[Required work]: Only lines containing the word "true" belong in the answer; copy each one from the records.

(Dataset entries)
# # # #

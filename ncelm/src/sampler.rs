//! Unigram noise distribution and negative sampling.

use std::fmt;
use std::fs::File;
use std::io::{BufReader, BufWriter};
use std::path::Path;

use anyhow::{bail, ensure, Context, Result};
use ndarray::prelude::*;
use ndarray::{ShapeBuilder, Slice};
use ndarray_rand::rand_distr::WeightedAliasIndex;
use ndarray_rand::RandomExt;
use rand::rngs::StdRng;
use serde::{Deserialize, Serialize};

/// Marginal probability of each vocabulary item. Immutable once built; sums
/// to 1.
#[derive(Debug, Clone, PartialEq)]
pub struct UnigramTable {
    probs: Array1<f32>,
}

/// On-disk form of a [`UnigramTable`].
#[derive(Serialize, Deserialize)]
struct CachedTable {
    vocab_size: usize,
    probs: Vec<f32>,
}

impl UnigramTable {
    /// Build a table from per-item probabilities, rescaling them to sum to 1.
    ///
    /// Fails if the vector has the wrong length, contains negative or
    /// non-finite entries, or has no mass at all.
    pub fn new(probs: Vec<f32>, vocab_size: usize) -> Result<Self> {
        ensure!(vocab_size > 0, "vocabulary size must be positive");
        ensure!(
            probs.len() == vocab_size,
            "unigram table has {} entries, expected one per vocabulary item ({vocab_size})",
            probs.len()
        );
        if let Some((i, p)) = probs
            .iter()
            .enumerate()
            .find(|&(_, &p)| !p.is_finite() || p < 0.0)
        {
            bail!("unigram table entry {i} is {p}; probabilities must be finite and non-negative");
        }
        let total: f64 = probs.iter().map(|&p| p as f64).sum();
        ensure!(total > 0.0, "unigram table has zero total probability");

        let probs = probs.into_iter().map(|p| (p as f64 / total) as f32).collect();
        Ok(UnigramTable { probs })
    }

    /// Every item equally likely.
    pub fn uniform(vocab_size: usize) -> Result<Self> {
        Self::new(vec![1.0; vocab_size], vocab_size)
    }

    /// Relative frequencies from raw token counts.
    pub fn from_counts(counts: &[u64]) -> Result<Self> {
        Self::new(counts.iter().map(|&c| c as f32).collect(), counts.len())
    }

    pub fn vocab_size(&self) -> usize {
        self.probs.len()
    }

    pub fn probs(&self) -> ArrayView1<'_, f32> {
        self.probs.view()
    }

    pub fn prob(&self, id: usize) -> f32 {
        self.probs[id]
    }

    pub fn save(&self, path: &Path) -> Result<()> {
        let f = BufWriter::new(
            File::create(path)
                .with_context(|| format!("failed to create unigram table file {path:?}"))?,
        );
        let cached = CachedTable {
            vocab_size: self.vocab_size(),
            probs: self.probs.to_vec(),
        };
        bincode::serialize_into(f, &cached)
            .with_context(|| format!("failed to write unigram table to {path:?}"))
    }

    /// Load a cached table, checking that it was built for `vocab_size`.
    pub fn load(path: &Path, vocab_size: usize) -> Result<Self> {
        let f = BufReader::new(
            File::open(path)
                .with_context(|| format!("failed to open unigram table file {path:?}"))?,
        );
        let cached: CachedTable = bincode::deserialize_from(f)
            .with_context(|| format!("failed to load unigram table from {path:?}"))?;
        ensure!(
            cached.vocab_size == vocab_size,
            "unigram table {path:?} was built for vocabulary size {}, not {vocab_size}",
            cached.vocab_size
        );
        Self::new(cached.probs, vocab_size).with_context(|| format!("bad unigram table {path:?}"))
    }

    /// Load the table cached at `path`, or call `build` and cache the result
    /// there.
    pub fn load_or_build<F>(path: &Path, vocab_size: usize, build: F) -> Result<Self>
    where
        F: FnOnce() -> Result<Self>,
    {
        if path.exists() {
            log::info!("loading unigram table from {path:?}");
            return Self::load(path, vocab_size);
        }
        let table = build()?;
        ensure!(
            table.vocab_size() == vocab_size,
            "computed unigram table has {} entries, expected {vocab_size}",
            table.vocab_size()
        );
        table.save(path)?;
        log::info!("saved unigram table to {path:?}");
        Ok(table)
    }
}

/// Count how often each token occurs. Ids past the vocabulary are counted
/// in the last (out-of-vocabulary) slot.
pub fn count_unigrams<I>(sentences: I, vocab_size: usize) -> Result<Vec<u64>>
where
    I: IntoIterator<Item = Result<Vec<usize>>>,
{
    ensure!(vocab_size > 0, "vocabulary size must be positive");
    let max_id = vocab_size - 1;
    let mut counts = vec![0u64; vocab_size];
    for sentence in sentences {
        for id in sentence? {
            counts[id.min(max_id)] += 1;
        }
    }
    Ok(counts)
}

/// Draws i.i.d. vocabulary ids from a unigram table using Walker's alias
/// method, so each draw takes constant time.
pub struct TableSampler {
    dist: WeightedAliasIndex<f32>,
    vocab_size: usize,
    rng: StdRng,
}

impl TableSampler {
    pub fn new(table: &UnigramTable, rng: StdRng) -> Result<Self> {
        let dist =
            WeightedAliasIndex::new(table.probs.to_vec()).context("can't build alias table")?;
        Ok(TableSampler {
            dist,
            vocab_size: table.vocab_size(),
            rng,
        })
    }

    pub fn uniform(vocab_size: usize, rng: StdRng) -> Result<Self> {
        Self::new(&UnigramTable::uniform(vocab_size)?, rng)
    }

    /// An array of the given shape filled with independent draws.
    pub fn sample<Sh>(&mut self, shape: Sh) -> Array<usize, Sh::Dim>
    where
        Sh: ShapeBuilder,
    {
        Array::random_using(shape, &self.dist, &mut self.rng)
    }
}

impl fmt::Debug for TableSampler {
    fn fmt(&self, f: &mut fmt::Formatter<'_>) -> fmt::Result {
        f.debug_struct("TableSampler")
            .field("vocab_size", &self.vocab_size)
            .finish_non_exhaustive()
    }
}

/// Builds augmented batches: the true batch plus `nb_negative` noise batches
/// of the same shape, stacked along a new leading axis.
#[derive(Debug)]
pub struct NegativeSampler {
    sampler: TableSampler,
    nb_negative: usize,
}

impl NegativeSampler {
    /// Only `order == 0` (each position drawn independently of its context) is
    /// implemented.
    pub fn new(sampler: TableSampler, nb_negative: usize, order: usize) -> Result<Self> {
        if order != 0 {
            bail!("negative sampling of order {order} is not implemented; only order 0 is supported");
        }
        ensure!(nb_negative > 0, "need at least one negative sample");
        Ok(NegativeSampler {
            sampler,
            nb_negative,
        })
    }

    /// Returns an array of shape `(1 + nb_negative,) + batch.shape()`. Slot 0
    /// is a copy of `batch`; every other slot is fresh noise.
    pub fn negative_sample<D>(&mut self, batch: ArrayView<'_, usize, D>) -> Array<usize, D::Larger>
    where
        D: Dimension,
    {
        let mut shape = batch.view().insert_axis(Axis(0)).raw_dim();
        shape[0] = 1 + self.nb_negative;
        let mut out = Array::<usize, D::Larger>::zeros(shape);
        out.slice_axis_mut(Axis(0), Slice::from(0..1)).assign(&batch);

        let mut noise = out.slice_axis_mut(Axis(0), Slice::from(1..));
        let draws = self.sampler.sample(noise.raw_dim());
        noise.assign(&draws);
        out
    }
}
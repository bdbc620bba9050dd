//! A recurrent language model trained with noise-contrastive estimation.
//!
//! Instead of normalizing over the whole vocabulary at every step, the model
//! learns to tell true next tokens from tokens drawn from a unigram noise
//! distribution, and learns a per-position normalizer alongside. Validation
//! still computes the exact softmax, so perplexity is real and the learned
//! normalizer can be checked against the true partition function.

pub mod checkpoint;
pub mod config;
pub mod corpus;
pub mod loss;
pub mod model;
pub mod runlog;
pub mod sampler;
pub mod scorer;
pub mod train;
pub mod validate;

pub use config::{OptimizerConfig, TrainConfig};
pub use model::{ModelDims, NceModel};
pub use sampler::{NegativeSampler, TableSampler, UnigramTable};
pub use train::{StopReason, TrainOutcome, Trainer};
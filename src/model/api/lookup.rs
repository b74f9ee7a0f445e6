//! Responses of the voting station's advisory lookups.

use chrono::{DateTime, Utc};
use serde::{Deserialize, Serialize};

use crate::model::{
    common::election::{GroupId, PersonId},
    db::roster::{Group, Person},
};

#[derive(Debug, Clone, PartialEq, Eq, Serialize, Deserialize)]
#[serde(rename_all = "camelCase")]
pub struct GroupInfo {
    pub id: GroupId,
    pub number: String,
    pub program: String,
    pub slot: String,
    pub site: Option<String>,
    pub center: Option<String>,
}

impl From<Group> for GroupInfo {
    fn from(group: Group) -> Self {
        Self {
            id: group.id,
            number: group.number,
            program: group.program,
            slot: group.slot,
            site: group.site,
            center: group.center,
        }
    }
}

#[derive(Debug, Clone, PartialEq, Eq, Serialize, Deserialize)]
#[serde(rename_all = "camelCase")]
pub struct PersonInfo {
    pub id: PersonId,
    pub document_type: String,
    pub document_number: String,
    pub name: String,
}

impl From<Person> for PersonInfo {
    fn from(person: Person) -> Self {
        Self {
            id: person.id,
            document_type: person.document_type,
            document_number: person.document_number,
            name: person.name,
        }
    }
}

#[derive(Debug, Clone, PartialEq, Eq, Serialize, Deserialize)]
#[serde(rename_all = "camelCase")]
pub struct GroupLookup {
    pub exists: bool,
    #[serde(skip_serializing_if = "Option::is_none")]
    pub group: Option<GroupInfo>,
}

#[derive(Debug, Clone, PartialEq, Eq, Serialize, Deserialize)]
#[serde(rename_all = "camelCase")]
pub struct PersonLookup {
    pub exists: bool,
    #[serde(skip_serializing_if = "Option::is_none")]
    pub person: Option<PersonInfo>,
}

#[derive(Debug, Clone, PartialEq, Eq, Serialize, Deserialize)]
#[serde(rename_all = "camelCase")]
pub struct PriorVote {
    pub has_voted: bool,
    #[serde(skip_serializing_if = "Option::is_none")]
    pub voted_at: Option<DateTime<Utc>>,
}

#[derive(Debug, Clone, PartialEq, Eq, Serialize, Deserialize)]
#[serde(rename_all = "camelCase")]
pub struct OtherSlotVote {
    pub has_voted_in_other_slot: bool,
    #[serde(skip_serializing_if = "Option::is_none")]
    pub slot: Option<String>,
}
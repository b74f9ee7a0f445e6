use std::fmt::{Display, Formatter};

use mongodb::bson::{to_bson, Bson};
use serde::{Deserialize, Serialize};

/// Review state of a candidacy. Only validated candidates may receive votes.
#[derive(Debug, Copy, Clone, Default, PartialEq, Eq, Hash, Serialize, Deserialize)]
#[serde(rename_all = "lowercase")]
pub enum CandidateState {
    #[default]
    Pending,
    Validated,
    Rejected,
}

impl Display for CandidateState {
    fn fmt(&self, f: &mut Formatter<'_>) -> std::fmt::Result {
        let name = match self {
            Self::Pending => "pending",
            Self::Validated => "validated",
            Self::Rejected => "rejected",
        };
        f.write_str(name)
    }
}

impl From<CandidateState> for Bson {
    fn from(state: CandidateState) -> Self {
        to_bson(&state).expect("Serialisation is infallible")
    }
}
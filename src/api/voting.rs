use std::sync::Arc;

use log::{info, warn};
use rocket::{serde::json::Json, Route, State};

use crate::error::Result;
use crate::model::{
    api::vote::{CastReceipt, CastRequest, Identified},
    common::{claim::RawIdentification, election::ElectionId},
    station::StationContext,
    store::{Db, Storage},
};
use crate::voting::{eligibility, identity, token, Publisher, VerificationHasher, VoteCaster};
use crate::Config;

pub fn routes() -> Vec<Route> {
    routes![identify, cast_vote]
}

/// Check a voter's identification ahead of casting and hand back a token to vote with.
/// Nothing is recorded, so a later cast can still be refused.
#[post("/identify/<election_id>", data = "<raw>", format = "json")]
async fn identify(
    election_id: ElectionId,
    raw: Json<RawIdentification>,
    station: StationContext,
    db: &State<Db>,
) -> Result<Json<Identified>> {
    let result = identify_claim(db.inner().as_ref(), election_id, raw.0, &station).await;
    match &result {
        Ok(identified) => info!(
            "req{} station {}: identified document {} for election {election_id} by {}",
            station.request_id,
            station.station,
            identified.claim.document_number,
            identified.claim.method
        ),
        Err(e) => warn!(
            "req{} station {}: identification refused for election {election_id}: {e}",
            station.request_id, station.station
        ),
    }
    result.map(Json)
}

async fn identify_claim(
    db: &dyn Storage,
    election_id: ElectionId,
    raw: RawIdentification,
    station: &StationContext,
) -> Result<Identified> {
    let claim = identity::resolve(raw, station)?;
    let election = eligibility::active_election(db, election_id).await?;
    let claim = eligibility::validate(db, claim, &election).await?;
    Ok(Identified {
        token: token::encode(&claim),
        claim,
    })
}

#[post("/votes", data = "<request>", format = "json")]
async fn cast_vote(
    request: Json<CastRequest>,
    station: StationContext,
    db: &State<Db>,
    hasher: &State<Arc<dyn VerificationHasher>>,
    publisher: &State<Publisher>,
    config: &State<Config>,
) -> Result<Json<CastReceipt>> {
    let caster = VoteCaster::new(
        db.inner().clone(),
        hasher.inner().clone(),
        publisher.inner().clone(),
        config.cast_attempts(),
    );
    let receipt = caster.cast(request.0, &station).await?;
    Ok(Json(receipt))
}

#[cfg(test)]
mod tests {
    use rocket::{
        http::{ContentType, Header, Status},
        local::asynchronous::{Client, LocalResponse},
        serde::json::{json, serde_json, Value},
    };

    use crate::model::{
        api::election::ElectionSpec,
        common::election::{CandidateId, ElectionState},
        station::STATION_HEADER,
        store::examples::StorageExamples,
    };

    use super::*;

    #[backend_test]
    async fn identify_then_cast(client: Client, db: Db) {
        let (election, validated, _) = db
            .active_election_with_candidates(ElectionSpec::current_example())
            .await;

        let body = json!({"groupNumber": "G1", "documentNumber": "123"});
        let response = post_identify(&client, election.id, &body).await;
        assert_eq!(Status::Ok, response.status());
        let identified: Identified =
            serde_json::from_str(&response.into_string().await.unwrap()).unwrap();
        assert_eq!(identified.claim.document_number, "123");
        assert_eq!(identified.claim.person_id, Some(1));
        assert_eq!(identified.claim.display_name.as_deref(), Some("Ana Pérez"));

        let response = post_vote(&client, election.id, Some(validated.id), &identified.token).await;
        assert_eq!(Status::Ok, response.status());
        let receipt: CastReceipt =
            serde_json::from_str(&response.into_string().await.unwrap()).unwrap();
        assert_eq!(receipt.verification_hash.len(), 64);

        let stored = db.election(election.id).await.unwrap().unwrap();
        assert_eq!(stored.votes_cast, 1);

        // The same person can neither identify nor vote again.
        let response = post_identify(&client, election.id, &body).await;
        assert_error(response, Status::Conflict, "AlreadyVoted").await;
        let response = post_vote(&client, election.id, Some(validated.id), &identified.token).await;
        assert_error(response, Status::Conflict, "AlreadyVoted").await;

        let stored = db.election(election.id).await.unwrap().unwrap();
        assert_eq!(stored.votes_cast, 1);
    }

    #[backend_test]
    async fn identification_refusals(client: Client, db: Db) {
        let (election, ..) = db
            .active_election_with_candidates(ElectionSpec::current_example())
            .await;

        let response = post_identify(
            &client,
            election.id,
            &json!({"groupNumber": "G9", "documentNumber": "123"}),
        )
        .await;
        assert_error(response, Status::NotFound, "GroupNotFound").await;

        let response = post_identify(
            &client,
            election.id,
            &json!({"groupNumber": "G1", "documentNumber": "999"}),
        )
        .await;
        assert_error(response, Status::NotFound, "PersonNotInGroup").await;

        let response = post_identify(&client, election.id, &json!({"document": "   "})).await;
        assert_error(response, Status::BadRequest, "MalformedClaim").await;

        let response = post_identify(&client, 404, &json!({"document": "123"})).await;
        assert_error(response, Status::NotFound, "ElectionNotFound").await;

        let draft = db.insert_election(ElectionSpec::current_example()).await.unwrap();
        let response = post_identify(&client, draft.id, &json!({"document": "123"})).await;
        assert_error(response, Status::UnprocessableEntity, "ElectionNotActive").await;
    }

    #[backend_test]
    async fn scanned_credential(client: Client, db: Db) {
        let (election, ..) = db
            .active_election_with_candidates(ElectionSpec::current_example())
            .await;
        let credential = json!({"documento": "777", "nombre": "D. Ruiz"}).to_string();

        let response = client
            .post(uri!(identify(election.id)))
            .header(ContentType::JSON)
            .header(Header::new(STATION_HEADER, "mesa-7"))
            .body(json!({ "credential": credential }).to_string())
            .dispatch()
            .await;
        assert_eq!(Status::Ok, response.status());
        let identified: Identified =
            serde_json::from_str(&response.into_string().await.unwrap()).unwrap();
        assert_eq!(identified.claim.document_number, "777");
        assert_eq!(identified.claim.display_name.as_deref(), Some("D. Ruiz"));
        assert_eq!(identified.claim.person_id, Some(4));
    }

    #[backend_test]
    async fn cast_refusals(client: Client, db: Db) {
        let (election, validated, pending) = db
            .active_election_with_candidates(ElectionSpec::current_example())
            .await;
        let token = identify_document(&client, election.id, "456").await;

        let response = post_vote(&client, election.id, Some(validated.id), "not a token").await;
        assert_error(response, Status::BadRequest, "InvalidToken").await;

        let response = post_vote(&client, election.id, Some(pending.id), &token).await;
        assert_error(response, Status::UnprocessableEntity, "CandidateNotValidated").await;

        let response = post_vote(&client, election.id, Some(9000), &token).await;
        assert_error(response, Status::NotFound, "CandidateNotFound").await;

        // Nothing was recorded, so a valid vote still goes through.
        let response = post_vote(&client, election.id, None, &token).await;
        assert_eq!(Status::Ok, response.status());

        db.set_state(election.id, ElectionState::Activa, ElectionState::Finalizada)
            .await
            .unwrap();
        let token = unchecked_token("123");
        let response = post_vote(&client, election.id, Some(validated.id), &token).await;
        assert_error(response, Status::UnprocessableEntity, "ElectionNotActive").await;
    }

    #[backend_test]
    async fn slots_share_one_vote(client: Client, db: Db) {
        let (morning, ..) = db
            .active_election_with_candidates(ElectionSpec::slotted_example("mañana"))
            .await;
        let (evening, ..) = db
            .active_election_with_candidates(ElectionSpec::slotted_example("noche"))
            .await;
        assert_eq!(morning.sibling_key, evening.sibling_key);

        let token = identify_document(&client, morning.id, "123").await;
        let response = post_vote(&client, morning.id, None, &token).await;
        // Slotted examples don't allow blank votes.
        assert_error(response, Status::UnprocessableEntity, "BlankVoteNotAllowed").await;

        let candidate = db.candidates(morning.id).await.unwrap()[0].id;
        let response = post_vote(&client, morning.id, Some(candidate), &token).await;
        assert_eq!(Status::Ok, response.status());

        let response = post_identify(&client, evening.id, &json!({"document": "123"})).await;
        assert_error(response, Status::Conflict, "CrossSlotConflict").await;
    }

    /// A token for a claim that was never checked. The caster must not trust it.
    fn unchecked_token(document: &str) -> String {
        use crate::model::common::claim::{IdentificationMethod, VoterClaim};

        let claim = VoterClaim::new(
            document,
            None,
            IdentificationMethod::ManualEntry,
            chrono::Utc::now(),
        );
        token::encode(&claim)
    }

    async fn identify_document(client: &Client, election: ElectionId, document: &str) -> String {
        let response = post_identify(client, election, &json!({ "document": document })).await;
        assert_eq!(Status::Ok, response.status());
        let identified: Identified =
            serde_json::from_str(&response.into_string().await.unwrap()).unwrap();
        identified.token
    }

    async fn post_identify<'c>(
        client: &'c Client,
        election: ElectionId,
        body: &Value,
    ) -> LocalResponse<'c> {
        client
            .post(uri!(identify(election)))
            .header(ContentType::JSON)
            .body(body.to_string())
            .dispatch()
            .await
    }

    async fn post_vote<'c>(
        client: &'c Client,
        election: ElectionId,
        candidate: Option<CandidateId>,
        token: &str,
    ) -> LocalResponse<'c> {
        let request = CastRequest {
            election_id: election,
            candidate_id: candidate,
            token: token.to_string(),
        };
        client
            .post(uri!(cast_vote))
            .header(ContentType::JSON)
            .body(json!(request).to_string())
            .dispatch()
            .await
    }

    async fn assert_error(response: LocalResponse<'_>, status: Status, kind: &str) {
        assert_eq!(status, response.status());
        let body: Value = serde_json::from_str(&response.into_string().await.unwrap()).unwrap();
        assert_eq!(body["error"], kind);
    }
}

# # # #

[Written response]:
/// Builds augmented batches: the true batch plus `nb_negative` noise batches
//! learns to tell true next tokens from tokens drawn from a unigram noise
//! normalizer can be checked against the true partition function.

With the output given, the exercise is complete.